Small Ankyrin 1 Organizes the Ca2+ Stores of the Sarcoplasmic Reticulum in Skeletal Muscle

Abstract

Excitation-contraction (EC) coupling in striated muscle requires the coordinated functions of the transverse (t-) tubules, sarcoplasmic reticulum (SR) and the sarcomeric contractile proteins. The transient rise in [Ca2+]i that activates contraction depends on Ca2+ release from the SR. Maintaining the structural and functional integrity of the SR is crucial to maintaining the efficiency of EC coupling in skeletal muscle. Small ankyrin 1 (sAnk1, Ank1.5), a small alternatively spliced product of the ANK1 gene, is an integral membrane protein of the network compartment of the SR (nSR). sAnk1 binds obscurin, a giant cytoskeletal protein that surrounds the sarcomere at the level of the M-band and Z-disc. Our earlier results show that reducing the expression of sAnk1 with siRNA decreases the protein level, but not the mRNA, of the SR Ca2+ pump, SERCA, and may lead to a decrease in SR [Ca2+] load. We used Fluo-5N, a low affinity Ca2+ indicator, which we specifically loaded into the SR lumen, as a reporter of SR Ca2+ stores in control and siRNA treated myofibers isolated from rat flexor digitorum brevis muscle.

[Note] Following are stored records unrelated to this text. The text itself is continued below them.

//! Ledger error types.

use common::ProductId;
use domain::InventoryError;
use store::StoreError;
use thiserror::Error;

/// Errors that can occur during ledger operations.
#[derive(Debug, Error)]
pub enum LedgerError {
    /// No inventory row exists for the product.
    #[error("Inventory not found for product {0}")]
    NotFound(ProductId),

    /// Requested quantity exceeds available stock at lock time.
    #[error("Insufficient stock for product {product_id}: available {available}, requested {requested}")]
    InsufficientStock {
        product_id: ProductId,
        available: u32,
        requested: u32,
    },

    /// Non-positive quantity, stock below reservations, counter overflow.
    #[error("Invalid argument: {0}")]
    InvalidArgument(String),

    /// Data store error.
    #[error("Store error: {0}")]
    Store(#[from] StoreError),
}

impl From<InventoryError> for LedgerError {
    fn from(err: InventoryError) -> Self {
        match err {
            InventoryError::InsufficientStock {
                product_id,
                available,
                requested,
            } => LedgerError::InsufficientStock {
                product_id,
                available,
                requested,
            },
            InventoryError::Corrupt { .. } => LedgerError::Store(StoreError::Inventory(err)),
            other => LedgerError::InvalidArgument(other.to_string()),
        }
    }
}

/// Convenience type alias for ledger results.
pub type Result<T> = std::result::Result<T, LedgerError>;
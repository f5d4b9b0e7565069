//! Order aggregate implementation.

use chrono::{DateTime, Duration, Utc};
use common::{Money, OrderId, UserId};
use serde::{Deserialize, Serialize};

use super::{OrderError, OrderItem, OrderStatus};

/// Header columns of an order row.
///
/// Split from the items so a store can persist a status change without
/// rewriting the lines, which are immutable after creation.
#[derive(Debug, Clone, PartialEq, Eq, Serialize, Deserialize)]
pub struct OrderHeader {
    pub id: OrderId,
    pub user_id: UserId,
    pub status: OrderStatus,
    pub total_amount: Money,
    /// Set when payment and stock disagree and an operator must reconcile.
    pub requires_review: bool,
    pub review_note: Option<String>,
    pub created_at: DateTime<Utc>,
    pub updated_at: DateTime<Utc>,
}

/// Order aggregate root.
///
/// Represents one purchase attempt from placement through payment to
/// confirmation, or to failure/cancellation.
#[derive(Debug, Clone, PartialEq, Eq, Serialize, Deserialize)]
pub struct Order {
    header: OrderHeader,
    items: Vec<OrderItem>,
}

// Construction
impl Order {
    /// Creates a `Pending` order whose total is the sum of its lines.
    pub fn pending(
        id: OrderId,
        user_id: UserId,
        items: Vec<OrderItem>,
        now: DateTime<Utc>,
    ) -> Result<Self, OrderError> {
        if !user_id.is_valid() {
            return Err(OrderError::UserIdRequired);
        }
        if items.is_empty() {
            return Err(OrderError::NoItems);
        }
        for item in &items {
            if item.quantity == 0 {
                return Err(OrderError::InvalidQuantity {
                    product_id: item.product_id,
                    quantity: item.quantity,
                });
            }
            if !item.unit_price.is_positive() {
                return Err(OrderError::InvalidPrice {
                    product_id: item.product_id,
                    price: item.unit_price.cents(),
                });
            }
        }

        let total_amount = items
            .iter()
            .map(OrderItem::total_price)
            .collect::<Option<Vec<_>>>()
            .and_then(Money::checked_sum)
            .ok_or(OrderError::TotalOverflow)?;
        Ok(Self {
            header: OrderHeader {
                id,
                user_id,
                status: OrderStatus::Pending,
                total_amount,
                requires_review: false,
                review_note: None,
                created_at: now,
                updated_at: now,
            },
            items,
        })
    }

    /// Creates a `Failed` order recording a placement attempt that could not
    /// be satisfied. It carries no lines and a zero total.
    pub fn failed(id: OrderId, user_id: UserId, now: DateTime<Utc>) -> Self {
        Self {
            header: OrderHeader {
                id,
                user_id,
                status: OrderStatus::Failed,
                total_amount: Money::zero(),
                requires_review: false,
                review_note: None,
                created_at: now,
                updated_at: now,
            },
            items: Vec::new(),
        }
    }

    /// Reassembles an order loaded from storage.
    pub fn from_parts(header: OrderHeader, items: Vec<OrderItem>) -> Self {
        Self { header, items }
    }
}

// Query methods
impl Order {
    pub fn id(&self) -> OrderId {
        self.header.id
    }

    pub fn user_id(&self) -> UserId {
        self.header.user_id
    }

    pub fn status(&self) -> OrderStatus {
        self.header.status
    }

    pub fn total_amount(&self) -> Money {
        self.header.total_amount
    }

    pub fn created_at(&self) -> DateTime<Utc> {
        self.header.created_at
    }

    pub fn updated_at(&self) -> DateTime<Utc> {
        self.header.updated_at
    }

    pub fn requires_review(&self) -> bool {
        self.header.requires_review
    }

    pub fn review_note(&self) -> Option<&str> {
        self.header.review_note.as_deref()
    }

    pub fn header(&self) -> &OrderHeader {
        &self.header
    }

    pub fn items(&self) -> &[OrderItem] {
        &self.items
    }

    pub fn item_count(&self) -> usize {
        self.items.len()
    }

    pub fn total_quantity(&self) -> u32 {
        self.items.iter().map(|item| item.quantity).sum()
    }

    /// Returns true if the owner matches.
    pub fn is_owned_by(&self, user_id: UserId) -> bool {
        self.header.user_id == user_id
    }

    /// Returns true once a `Pending` order has outlived its payment window.
    ///
    /// The window is exclusive: an order exactly `timeout` old is not expired.
    pub fn is_expired(&self, timeout: Duration, now: DateTime<Utc>) -> bool {
        self.header.status == OrderStatus::Pending && now - self.header.created_at > timeout
    }
}

// Transitions
impl Order {
    /// Moves the order to `next`, enforcing the transition table.
    pub fn transition(&mut self, next: OrderStatus, now: DateTime<Utc>) -> Result<(), OrderError> {
        if !self.header.status.can_transition_to(next) {
            return Err(OrderError::InvalidStateTransition {
                current: self.header.status,
                requested: next,
            });
        }
        self.header.status = next;
        self.header.updated_at = now;
        Ok(())
    }

    /// `Pending -> Paid`.
    pub fn mark_paid(&mut self, now: DateTime<Utc>) -> Result<(), OrderError> {
        self.transition(OrderStatus::Paid, now)
    }

    /// `Paid -> Confirmed`.
    pub fn confirm(&mut self, now: DateTime<Utc>) -> Result<(), OrderError> {
        self.transition(OrderStatus::Confirmed, now)
    }

    /// `Pending | Confirmed -> Cancelled`. Returns the status cancelled from,
    /// which decides whether stock is released or restocked.
    pub fn cancel(&mut self, now: DateTime<Utc>) -> Result<OrderStatus, OrderError> {
        let previous = self.header.status;
        self.transition(OrderStatus::Cancelled, now)?;
        Ok(previous)
    }

    /// Flags the order for manual reconciliation. Does not change status.
    pub fn flag_for_review(&mut self, note: impl Into<String>, now: DateTime<Utc>) {
        self.header.requires_review = true;
        self.header.review_note = Some(note.into());
        self.header.updated_at = now;
    }
}
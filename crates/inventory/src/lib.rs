//! Inventory ledger and stock availability checks.
//!
//! The ledger is the only writer of inventory counters. Its operations come
//! in two forms:
//! - free functions in [`ledger`] that run inside a caller's transaction, so
//!   an orchestrator can combine stock movements with order writes atomically
//! - [`InventoryLedger`], which wraps each operation in its own transaction
//!
//! [`availability`] holds the unlocked pre-checks. They may be stale by the
//! time a locked operation runs and are never authoritative.

pub mod availability;
pub mod error;
pub mod ledger;
pub mod line;

pub use availability::{
    Availability, AvailabilityChecker, AvailabilityReport, AvailabilityStatus,
    bulk_check_availability, check_reservations,
};
pub use error::{LedgerError, Result};
pub use ledger::{CommitOutcome, InventoryLedger, StockShortfall};
pub use line::{StockLine, aggregate_lines};
//! Server entry point.

use server::{Config, telemetry};
use store::InMemoryStore;
use tokio::signal;

/// Waits for a shutdown signal (SIGINT or SIGTERM).
async fn shutdown_signal() {
    let ctrl_c = async {
        signal::ctrl_c()
            .await
            .expect("failed to install SIGINT handler");
    };

    #[cfg(unix)]
    let terminate = async {
        signal::unix::signal(signal::unix::SignalKind::terminate())
            .expect("failed to install SIGTERM handler")
            .recv()
            .await;
    };

    #[cfg(not(unix))]
    let terminate = std::future::pending::<()>();

    tokio::select! {
        () = ctrl_c => {
            tracing::info!("received SIGINT, starting graceful shutdown");
        }
        () = terminate => {
            tracing::info!("received SIGTERM, starting graceful shutdown");
        }
    }
}

#[tokio::main]
async fn main() {
    // 1. Load configuration
    let config = Config::from_env().expect("invalid configuration");

    // 2. Initialize tracing
    telemetry::init_tracing(config.log_format);

    // 3. Install Prometheus metrics recorder
    telemetry::install_metrics(config.metrics_addr)
        .expect("failed to install Prometheus recorder");

    // 4. Pick the store and run until shutdown
    let result = match config.database_url.as_deref() {
        Some(url) => {
            let store = server::connect_postgres(url, config.database_max_connections)
                .await
                .expect("failed to connect to database");
            server::run(server::build_orchestrator(store, &config), &config, shutdown_signal())
                .await
        }
        None => {
            tracing::warn!("DATABASE_URL not set, using in-memory store");
            let store = InMemoryStore::new();
            server::run(server::build_orchestrator(store, &config), &config, shutdown_signal())
                .await
        }
    };

    if let Err(err) = result {
        tracing::error!(error = %err, "server stopped with error");
        std::process::exit(1);
    }
    tracing::info!("server shut down gracefully");
}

The intensity of Fluo-5N fluorescence and its distribution in the SR lumen were altered when sAnk1 expression was reduced, consistent with a loss of nSR. Further, fluorescence recovery after photobleaching (FRAP) experiments showed that even small changes in sAnk1 expression altered the interconnectivity of the SR. Functional measurements of SR Ca2+ dynamics also suggested an important role for sAnk1 in maintaining EC-coupling. Our results are consistent with the hypothesis that sAnk1 is essential for the integrity of the nSR compartment and its Ca2+ stores in skeletal myofibers.